=== Your instructions ===
Look through the records below, and whenever a line contains "percent", copy it.

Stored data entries
◇ ◇ ◇ ◇

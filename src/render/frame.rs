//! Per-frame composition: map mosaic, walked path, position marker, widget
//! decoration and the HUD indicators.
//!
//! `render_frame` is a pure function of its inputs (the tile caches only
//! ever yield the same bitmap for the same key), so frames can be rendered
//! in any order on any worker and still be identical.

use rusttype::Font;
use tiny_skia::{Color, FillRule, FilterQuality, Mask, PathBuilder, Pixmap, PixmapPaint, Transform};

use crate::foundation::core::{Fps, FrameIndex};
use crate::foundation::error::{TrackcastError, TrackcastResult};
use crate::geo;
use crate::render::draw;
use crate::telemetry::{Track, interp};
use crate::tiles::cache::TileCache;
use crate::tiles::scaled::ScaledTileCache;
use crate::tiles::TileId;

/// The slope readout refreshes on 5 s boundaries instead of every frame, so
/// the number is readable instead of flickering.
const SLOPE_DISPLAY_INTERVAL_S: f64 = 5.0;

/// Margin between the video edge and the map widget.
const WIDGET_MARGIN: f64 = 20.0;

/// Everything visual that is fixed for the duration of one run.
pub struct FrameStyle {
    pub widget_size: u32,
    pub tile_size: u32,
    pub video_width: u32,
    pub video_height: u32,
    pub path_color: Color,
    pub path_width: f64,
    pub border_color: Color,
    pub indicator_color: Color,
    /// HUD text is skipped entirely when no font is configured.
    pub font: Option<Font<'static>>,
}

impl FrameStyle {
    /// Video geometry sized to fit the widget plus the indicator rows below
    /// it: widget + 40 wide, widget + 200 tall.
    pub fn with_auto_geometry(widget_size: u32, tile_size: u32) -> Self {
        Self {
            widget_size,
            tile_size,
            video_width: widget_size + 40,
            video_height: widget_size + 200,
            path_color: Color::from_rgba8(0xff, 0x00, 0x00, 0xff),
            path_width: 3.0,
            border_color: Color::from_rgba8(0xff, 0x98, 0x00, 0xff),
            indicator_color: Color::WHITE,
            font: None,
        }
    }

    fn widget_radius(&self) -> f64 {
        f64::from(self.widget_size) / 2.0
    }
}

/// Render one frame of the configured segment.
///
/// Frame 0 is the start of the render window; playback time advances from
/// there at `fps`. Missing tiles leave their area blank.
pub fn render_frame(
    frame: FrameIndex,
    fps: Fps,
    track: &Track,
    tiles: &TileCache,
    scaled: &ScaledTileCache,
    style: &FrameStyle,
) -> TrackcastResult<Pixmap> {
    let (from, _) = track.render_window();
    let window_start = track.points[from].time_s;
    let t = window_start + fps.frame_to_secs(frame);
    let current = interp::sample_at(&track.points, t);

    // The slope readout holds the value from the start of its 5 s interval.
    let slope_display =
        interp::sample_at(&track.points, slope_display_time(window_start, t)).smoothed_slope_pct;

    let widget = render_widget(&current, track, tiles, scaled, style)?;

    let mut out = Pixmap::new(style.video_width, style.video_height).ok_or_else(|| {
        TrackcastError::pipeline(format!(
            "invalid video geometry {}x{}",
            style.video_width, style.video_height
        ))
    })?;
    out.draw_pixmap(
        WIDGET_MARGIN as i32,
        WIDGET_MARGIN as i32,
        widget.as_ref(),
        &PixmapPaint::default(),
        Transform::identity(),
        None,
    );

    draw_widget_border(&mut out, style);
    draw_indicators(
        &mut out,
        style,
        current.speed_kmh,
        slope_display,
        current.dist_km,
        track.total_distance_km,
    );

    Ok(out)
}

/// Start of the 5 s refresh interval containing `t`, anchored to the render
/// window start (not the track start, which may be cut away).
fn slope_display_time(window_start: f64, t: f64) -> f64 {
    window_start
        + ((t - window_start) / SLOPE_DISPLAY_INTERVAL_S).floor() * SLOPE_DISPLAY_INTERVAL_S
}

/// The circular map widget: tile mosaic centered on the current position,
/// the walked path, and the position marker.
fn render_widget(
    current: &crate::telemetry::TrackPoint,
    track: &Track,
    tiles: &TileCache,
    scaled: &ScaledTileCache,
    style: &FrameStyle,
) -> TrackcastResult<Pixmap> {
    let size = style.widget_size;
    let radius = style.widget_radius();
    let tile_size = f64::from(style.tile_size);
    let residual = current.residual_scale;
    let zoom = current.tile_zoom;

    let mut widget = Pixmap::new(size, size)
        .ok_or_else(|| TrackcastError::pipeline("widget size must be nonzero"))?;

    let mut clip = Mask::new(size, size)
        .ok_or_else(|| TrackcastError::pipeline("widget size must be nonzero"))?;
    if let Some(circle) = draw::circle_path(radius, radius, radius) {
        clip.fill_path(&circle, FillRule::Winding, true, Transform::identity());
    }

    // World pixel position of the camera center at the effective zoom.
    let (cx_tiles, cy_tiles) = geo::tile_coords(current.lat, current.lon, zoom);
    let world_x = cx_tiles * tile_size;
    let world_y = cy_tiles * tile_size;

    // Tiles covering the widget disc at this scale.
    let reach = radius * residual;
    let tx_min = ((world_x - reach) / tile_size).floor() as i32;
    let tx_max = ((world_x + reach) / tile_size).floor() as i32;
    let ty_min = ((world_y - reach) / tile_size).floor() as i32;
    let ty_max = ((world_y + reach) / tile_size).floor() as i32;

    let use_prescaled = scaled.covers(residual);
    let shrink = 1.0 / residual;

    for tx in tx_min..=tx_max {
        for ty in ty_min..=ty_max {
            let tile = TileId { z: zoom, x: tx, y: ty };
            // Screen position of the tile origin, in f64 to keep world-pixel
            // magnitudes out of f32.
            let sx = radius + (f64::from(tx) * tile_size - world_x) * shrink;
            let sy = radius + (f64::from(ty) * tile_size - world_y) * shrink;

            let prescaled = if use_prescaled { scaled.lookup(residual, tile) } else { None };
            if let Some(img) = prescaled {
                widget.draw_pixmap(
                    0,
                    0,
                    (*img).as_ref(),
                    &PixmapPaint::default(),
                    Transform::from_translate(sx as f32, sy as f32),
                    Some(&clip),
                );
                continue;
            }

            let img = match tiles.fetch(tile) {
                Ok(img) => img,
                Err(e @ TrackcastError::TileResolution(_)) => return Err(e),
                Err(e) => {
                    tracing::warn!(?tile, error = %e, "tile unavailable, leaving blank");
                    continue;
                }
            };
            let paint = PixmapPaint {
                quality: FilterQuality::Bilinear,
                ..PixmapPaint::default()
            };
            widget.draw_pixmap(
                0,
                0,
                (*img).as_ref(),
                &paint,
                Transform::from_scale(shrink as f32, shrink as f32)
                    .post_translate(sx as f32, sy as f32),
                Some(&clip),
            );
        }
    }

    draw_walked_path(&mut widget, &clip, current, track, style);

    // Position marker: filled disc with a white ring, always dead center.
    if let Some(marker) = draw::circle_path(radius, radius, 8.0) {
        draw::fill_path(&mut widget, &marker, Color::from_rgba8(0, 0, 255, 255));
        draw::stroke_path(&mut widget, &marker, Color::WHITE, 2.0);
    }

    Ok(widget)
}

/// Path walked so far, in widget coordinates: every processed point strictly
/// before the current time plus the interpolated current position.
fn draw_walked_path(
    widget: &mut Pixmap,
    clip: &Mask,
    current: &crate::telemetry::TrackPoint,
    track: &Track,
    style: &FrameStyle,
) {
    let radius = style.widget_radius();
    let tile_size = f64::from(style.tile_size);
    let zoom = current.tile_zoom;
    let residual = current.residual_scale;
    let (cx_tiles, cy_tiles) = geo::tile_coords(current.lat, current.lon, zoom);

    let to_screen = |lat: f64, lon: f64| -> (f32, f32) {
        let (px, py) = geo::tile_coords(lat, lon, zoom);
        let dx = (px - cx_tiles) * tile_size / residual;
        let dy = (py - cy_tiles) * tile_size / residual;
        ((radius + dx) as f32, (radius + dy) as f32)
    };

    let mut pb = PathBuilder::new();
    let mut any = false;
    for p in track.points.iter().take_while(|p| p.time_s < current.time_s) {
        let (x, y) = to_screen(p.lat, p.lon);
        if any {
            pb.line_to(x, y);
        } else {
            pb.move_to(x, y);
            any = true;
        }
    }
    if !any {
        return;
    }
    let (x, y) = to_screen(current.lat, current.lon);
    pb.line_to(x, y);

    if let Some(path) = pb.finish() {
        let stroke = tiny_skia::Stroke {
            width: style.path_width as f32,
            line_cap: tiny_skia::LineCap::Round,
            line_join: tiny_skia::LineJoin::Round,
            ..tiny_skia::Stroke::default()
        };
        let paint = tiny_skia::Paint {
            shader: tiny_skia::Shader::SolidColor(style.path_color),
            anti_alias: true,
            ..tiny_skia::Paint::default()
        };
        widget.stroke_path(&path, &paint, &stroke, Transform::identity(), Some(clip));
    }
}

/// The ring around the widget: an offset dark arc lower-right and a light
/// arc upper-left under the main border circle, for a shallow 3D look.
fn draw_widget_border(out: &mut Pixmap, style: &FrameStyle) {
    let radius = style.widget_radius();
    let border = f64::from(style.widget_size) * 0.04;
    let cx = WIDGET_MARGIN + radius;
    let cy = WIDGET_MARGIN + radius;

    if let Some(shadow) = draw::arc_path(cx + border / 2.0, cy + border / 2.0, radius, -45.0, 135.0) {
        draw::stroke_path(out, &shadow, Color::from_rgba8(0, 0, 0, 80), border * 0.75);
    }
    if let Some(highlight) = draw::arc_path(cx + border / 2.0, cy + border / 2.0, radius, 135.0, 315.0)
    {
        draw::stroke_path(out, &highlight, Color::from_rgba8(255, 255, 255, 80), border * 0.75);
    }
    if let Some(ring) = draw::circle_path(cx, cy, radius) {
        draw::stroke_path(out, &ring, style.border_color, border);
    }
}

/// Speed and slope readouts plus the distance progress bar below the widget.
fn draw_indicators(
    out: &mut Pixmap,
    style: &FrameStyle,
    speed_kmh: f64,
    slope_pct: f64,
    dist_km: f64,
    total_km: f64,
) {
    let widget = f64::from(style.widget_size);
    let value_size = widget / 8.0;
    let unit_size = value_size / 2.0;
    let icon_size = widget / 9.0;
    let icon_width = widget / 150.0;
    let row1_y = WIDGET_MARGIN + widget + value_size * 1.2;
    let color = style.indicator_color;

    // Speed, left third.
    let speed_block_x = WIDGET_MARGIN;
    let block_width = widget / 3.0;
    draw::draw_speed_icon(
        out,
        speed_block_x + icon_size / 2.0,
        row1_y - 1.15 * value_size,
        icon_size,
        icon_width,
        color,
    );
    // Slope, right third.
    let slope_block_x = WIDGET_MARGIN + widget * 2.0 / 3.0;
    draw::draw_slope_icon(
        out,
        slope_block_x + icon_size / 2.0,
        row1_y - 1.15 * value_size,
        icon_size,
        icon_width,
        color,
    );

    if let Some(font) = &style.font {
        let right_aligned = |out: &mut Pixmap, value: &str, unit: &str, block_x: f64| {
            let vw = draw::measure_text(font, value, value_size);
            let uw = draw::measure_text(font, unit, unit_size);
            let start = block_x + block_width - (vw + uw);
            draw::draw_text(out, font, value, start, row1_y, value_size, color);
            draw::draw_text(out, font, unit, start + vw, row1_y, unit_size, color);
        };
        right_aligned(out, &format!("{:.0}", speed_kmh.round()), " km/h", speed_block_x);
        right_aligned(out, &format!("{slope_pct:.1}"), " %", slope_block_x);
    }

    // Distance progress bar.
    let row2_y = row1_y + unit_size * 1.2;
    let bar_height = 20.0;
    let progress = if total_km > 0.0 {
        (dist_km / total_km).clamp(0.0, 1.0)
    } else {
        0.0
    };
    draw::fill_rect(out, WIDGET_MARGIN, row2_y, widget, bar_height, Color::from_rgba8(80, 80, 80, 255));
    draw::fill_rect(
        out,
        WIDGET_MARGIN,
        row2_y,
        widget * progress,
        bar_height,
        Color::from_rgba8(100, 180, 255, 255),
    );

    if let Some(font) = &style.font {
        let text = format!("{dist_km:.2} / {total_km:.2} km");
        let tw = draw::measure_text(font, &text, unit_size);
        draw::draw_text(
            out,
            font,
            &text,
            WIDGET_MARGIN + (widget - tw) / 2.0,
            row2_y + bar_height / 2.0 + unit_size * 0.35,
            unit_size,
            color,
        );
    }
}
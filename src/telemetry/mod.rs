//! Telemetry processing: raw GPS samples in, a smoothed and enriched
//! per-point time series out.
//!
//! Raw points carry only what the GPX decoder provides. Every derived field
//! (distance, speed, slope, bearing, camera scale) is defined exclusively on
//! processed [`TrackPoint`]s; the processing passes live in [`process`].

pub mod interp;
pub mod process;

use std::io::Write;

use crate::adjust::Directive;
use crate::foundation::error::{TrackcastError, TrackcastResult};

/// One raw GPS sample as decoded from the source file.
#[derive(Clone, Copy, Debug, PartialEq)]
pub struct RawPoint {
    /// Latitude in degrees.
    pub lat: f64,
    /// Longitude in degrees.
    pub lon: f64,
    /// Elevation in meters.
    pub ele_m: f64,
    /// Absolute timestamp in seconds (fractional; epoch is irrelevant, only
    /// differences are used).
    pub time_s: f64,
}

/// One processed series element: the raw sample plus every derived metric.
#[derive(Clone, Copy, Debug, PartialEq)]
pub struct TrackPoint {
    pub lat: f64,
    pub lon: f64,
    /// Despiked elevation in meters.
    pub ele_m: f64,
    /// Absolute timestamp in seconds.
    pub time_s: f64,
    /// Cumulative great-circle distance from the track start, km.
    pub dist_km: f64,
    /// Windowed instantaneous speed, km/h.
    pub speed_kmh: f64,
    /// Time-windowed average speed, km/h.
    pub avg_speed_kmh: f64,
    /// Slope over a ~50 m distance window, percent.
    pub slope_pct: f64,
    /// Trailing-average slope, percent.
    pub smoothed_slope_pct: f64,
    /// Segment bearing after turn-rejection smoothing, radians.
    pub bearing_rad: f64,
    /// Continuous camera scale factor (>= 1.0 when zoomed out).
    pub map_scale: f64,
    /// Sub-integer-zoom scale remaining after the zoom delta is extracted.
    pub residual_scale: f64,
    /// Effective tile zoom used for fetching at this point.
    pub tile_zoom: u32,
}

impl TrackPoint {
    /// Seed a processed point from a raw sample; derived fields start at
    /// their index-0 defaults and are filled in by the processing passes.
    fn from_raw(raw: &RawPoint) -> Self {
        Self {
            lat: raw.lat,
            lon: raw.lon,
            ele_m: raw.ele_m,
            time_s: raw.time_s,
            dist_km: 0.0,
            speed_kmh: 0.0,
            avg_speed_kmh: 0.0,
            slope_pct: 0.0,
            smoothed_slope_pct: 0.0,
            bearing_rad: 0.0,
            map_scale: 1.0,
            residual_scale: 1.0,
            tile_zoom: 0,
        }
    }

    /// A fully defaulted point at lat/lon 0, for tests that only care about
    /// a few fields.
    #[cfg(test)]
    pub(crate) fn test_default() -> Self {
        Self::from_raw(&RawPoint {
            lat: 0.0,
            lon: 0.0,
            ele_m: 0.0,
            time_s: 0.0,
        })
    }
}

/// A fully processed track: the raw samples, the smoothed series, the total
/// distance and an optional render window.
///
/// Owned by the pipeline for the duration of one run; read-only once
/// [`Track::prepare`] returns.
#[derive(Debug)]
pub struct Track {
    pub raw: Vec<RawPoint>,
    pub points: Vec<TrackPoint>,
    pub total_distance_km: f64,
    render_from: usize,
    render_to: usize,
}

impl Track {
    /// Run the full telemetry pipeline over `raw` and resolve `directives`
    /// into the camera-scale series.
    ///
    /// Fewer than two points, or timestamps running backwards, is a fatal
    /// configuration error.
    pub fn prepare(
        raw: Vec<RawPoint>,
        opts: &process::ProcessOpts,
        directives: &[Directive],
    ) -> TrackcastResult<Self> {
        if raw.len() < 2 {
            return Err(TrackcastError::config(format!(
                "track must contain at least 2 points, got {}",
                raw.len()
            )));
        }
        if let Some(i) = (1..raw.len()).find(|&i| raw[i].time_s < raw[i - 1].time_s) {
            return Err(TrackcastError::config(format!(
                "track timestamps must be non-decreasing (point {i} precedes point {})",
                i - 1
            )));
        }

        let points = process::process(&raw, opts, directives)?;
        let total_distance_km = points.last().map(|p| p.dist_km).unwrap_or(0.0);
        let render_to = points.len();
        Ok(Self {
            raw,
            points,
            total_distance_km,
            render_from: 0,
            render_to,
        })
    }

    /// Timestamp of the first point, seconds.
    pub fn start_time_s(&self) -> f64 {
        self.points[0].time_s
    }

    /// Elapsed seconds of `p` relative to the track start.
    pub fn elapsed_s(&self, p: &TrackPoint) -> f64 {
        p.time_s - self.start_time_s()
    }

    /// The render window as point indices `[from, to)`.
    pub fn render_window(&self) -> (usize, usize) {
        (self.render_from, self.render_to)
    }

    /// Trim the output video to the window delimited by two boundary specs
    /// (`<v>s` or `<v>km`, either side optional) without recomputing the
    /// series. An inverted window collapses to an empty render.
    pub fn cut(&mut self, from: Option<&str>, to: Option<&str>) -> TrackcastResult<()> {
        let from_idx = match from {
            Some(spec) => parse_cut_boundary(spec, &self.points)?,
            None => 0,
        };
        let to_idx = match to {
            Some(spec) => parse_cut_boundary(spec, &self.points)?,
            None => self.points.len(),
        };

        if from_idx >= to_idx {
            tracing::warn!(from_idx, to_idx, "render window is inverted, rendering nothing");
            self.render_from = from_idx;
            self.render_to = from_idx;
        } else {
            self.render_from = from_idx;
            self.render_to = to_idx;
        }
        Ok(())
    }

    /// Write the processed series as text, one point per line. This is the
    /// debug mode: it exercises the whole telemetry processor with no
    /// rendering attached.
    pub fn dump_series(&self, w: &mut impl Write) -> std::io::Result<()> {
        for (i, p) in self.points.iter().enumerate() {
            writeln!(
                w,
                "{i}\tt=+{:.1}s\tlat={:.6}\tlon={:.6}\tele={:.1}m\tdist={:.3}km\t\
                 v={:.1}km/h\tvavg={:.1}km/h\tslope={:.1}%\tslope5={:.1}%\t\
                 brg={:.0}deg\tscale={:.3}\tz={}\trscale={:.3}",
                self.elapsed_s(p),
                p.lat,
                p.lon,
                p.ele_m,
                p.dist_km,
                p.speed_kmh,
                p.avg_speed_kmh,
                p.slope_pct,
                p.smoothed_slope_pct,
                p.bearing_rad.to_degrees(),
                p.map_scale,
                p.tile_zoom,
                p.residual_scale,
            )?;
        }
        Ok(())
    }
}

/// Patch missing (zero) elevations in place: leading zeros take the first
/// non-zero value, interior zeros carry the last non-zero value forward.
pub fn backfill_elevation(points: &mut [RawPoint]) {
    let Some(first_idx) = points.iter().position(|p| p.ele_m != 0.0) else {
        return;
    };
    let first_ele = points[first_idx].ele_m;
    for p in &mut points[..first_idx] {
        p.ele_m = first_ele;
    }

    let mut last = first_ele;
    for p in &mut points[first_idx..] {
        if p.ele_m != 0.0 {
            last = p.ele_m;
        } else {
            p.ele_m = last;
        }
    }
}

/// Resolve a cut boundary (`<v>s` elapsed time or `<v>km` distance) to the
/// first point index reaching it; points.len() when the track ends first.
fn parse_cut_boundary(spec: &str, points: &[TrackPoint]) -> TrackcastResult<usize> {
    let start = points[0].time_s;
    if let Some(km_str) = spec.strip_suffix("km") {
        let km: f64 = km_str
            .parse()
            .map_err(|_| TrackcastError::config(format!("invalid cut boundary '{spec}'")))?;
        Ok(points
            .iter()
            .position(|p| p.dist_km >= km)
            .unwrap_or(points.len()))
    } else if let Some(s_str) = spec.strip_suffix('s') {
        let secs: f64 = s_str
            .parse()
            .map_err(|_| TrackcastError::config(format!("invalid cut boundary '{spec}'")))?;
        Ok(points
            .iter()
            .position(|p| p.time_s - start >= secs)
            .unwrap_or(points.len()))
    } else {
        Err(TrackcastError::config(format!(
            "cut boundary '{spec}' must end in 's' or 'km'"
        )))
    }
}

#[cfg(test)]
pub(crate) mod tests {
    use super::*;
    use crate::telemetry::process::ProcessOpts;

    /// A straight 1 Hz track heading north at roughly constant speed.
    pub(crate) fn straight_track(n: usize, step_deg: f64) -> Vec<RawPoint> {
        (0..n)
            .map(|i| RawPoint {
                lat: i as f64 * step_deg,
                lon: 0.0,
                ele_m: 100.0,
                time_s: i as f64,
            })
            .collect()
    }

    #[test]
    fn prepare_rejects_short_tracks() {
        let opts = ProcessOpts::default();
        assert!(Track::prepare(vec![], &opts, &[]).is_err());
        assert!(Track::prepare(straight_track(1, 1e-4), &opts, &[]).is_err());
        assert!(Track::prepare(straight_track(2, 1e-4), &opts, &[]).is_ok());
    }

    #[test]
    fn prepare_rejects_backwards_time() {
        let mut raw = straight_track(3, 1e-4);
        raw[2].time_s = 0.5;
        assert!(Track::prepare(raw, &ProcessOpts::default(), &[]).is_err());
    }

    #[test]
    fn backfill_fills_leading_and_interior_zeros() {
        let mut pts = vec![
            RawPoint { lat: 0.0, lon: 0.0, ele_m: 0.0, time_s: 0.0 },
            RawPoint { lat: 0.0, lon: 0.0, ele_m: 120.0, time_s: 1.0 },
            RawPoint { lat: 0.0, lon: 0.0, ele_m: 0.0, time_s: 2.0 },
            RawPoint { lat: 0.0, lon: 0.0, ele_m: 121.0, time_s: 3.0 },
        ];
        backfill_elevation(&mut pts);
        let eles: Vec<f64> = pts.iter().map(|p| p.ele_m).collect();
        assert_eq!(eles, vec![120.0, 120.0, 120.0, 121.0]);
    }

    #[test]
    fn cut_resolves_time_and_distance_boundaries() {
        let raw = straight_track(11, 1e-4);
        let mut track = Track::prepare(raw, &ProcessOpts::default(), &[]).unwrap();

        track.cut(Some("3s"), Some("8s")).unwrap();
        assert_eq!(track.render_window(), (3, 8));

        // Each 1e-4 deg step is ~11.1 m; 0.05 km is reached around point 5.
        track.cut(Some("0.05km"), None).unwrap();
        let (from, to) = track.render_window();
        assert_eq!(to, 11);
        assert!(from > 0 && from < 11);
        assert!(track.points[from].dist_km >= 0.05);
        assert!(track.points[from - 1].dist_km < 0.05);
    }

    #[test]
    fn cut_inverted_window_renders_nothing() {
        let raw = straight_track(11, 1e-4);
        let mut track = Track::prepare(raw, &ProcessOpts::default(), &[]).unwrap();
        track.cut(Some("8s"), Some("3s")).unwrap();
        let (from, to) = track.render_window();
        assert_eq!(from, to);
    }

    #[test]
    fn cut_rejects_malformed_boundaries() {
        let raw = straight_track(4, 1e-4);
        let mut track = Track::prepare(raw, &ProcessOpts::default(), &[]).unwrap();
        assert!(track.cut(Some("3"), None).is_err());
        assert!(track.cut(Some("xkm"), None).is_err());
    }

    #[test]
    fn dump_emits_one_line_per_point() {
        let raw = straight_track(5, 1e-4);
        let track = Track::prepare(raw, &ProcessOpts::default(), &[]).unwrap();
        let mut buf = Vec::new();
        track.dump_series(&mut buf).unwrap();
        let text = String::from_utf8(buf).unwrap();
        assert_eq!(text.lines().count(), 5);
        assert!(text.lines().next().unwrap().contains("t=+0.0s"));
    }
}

◇ ◇ ◇ ◇

=== Result for this exercise ===
    /// Slope over a ~50 m distance window, percent.
    /// Trailing-average slope, percent.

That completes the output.